What you will do: Please reproduce the data in its entirety, word for word.
--------------------------------------------------
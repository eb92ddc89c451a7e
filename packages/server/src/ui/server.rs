//! Server execution logic.

use std::sync::Arc;

use axum::{Router, routing::get};
use tower_http::{cors::CorsLayer, trace::TraceLayer};

use crate::usecase::{
    ConnectClientUseCase, CreateGroupRoomUseCase, DeclareTagUseCase, DisconnectClientUseCase,
    JoinGroupRoomUseCase, ListGroupRoomsUseCase, SendMessageUseCase,
};

use super::{
    handler::{get_rooms, health_check, websocket_handler},
    signal::shutdown_signal,
    state::AppState,
};

/// Matchmaking chat server
///
/// This struct encapsulates the server configuration and provides methods to run the server.
///
/// # Example
///
/// ```ignore
/// let server = Server::new(
///     connect_client_usecase,
///     declare_tag_usecase,
///     disconnect_client_usecase,
///     send_message_usecase,
///     create_group_room_usecase,
///     list_group_rooms_usecase,
///     join_group_room_usecase,
/// );
/// server.run("127.0.0.1".to_string(), 8080).await?;
/// ```
pub struct Server {
    /// ConnectClientUseCase（クライアント接続のユースケース）
    connect_client_usecase: Arc<ConnectClientUseCase>,
    /// DeclareTagUseCase（タグ申告のユースケース）
    declare_tag_usecase: Arc<DeclareTagUseCase>,
    /// DisconnectClientUseCase（クライアント切断のユースケース）
    disconnect_client_usecase: Arc<DisconnectClientUseCase>,
    /// SendMessageUseCase（メッセージ送信のユースケース）
    send_message_usecase: Arc<SendMessageUseCase>,
    /// CreateGroupRoomUseCase（グループルーム作成のユースケース）
    create_group_room_usecase: Arc<CreateGroupRoomUseCase>,
    /// ListGroupRoomsUseCase（グループルーム一覧のユースケース）
    list_group_rooms_usecase: Arc<ListGroupRoomsUseCase>,
    /// JoinGroupRoomUseCase（グループルーム参加のユースケース）
    join_group_room_usecase: Arc<JoinGroupRoomUseCase>,
}

impl Server {
    #[allow(clippy::too_many_arguments)]
    pub fn new(
        connect_client_usecase: Arc<ConnectClientUseCase>,
        declare_tag_usecase: Arc<DeclareTagUseCase>,
        disconnect_client_usecase: Arc<DisconnectClientUseCase>,
        send_message_usecase: Arc<SendMessageUseCase>,
        create_group_room_usecase: Arc<CreateGroupRoomUseCase>,
        list_group_rooms_usecase: Arc<ListGroupRoomsUseCase>,
        join_group_room_usecase: Arc<JoinGroupRoomUseCase>,
    ) -> Self {
        Self {
            connect_client_usecase,
            declare_tag_usecase,
            disconnect_client_usecase,
            send_message_usecase,
            create_group_room_usecase,
            list_group_rooms_usecase,
            join_group_room_usecase,
        }
    }

    /// Run the matchmaking chat server
    ///
    /// # Arguments
    ///
    /// * `host` - The host address to bind to (e.g., "127.0.0.1")
    /// * `port` - The port number to bind to (e.g., 8080)
    ///
    /// # Errors
    ///
    /// Returns an error if the server fails to bind to the specified address or
    /// if there's an error during server execution.
    pub async fn run(self, host: String, port: u16) -> Result<(), Box<dyn std::error::Error>> {
        let app_state = Arc::new(AppState {
            connect_client_usecase: self.connect_client_usecase,
            declare_tag_usecase: self.declare_tag_usecase,
            disconnect_client_usecase: self.disconnect_client_usecase,
            send_message_usecase: self.send_message_usecase,
            create_group_room_usecase: self.create_group_room_usecase,
            list_group_rooms_usecase: self.list_group_rooms_usecase,
            join_group_room_usecase: self.join_group_room_usecase,
        });

        // Define handlers
        let app = Router::new()
            // WebSocket エンドポイント
            .route("/ws", get(websocket_handler))
            // HTTP エンドポイント
            .route("/api/health", get(health_check))
            .route("/api/rooms", get(get_rooms))
            .layer(TraceLayer::new_for_http())
            .layer(CorsLayer::permissive())
            .with_state(app_state);

        // Bind the server to the host and port
        let bind_addr = format!("{}:{}", host, port);
        let listener = tokio::net::TcpListener::bind(&bind_addr).await?;

        // Start the server
        tracing::info!(
            "Matchmaking chat server listening on {}",
            listener.local_addr()?
        );
        tracing::info!("Connect to: ws://{}/ws", bind_addr);
        tracing::info!("Press Ctrl+C to shutdown gracefully");

        // Set up graceful shutdown signal handler
        axum::serve(listener, app)
            .with_graceful_shutdown(shutdown_signal())
            .await?;

        tracing::info!("Server shutdown complete");

        Ok(())
    }
}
--------------------------------------------------
Answer to the problem:
repository eb92ddc89c451a7e
filename packages/server/src/ui/server.rs
//! Server execution logic.

use std::sync::Arc;

use axum::{Router, routing::get};
use tower_http::{cors::CorsLayer, trace::TraceLayer};

use crate::usecase::{
    ConnectClientUseCase, CreateGroupRoomUseCase, DeclareTagUseCase, DisconnectClientUseCase,
    JoinGroupRoomUseCase, ListGroupRoomsUseCase, SendMessageUseCase,
};

use super::{
    handler::{get_rooms, health_check, websocket_handler},
    signal::shutdown_signal,
    state::AppState,
};

/// Matchmaking chat server
///
/// This struct encapsulates the server configuration and provides methods to run the server.
///
/// # Example
///
/// ```ignore
/// let server = Server::new(
///     connect_client_usecase,
///     declare_tag_usecase,
///     disconnect_client_usecase,
///     send_message_usecase,
///     create_group_room_usecase,
///     list_group_rooms_usecase,
///     join_group_room_usecase,
/// );
/// server.run("127.0.0.1".to_string(), 8080).await?;
/// ```
pub struct Server {
    /// ConnectClientUseCase（クライアント接続のユースケース）
    connect_client_usecase: Arc<ConnectClientUseCase>,
    /// DeclareTagUseCase（タグ申告のユースケース）
    declare_tag_usecase: Arc<DeclareTagUseCase>,
    /// DisconnectClientUseCase（クライアント切断のユースケース）
    disconnect_client_usecase: Arc<DisconnectClientUseCase>,
    /// SendMessageUseCase（メッセージ送信のユースケース）
    send_message_usecase: Arc<SendMessageUseCase>,
    /// CreateGroupRoomUseCase（グループルーム作成のユースケース）
    create_group_room_usecase: Arc<CreateGroupRoomUseCase>,
    /// ListGroupRoomsUseCase（グループルーム一覧のユースケース）
    list_group_rooms_usecase: Arc<ListGroupRoomsUseCase>,
    /// JoinGroupRoomUseCase（グループルーム参加のユースケース）
    join_group_room_usecase: Arc<JoinGroupRoomUseCase>,
}

impl Server {
    #[allow(clippy::too_many_arguments)]
    pub fn new(
        connect_client_usecase: Arc<ConnectClientUseCase>,
        declare_tag_usecase: Arc<DeclareTagUseCase>,
        disconnect_client_usecase: Arc<DisconnectClientUseCase>,
        send_message_usecase: Arc<SendMessageUseCase>,
        create_group_room_usecase: Arc<CreateGroupRoomUseCase>,
        list_group_rooms_usecase: Arc<ListGroupRoomsUseCase>,
        join_group_room_usecase: Arc<JoinGroupRoomUseCase>,
    ) -> Self {
        Self {
            connect_client_usecase,
            declare_tag_usecase,
            disconnect_client_usecase,
            send_message_usecase,
            create_group_room_usecase,
            list_group_rooms_usecase,
            join_group_room_usecase,
        }
    }

    /// Run the matchmaking chat server
    ///
    /// # Arguments
    ///
    /// * `host` - The host address to bind to (e.g., "127.0.0.1")
    /// * `port` - The port number to bind to (e.g., 8080)
    ///
    /// # Errors
    ///
    /// Returns an error if the server fails to bind to the specified address or
    /// if there's an error during server execution.
    pub async fn run(self, host: String, port: u16) -> Result<(), Box<dyn std::error::Error>> {
        let app_state = Arc::new(AppState {
            connect_client_usecase: self.connect_client_usecase,
            declare_tag_usecase: self.declare_tag_usecase,
            disconnect_client_usecase: self.disconnect_client_usecase,
            send_message_usecase: self.send_message_usecase,
            create_group_room_usecase: self.create_group_room_usecase,
            list_group_rooms_usecase: self.list_group_rooms_usecase,
            join_group_room_usecase: self.join_group_room_usecase,
        });

        // Define handlers
        let app = Router::new()
            // WebSocket エンドポイント
            .route("/ws", get(websocket_handler))
            // HTTP エンドポイント
            .route("/api/health", get(health_check))
            .route("/api/rooms", get(get_rooms))
            .layer(TraceLayer::new_for_http())
            .layer(CorsLayer::permissive())
            .with_state(app_state);

        // Bind the server to the host and port
        let bind_addr = format!("{}:{}", host, port);
        let listener = tokio::net::TcpListener::bind(&bind_addr).await?;

        // Start the server
        tracing::info!(
            "Matchmaking chat server listening on {}",
            listener.local_addr()?
        );
        tracing::info!("Connect to: ws://{}/ws", bind_addr);
        tracing::info!("Press Ctrl+C to shutdown gracefully");

        // Set up graceful shutdown signal handler
        axum::serve(listener, app)
            .with_graceful_shutdown(shutdown_signal())
            .await?;

        tracing::info!("Server shutdown complete");

        Ok(())
    }
}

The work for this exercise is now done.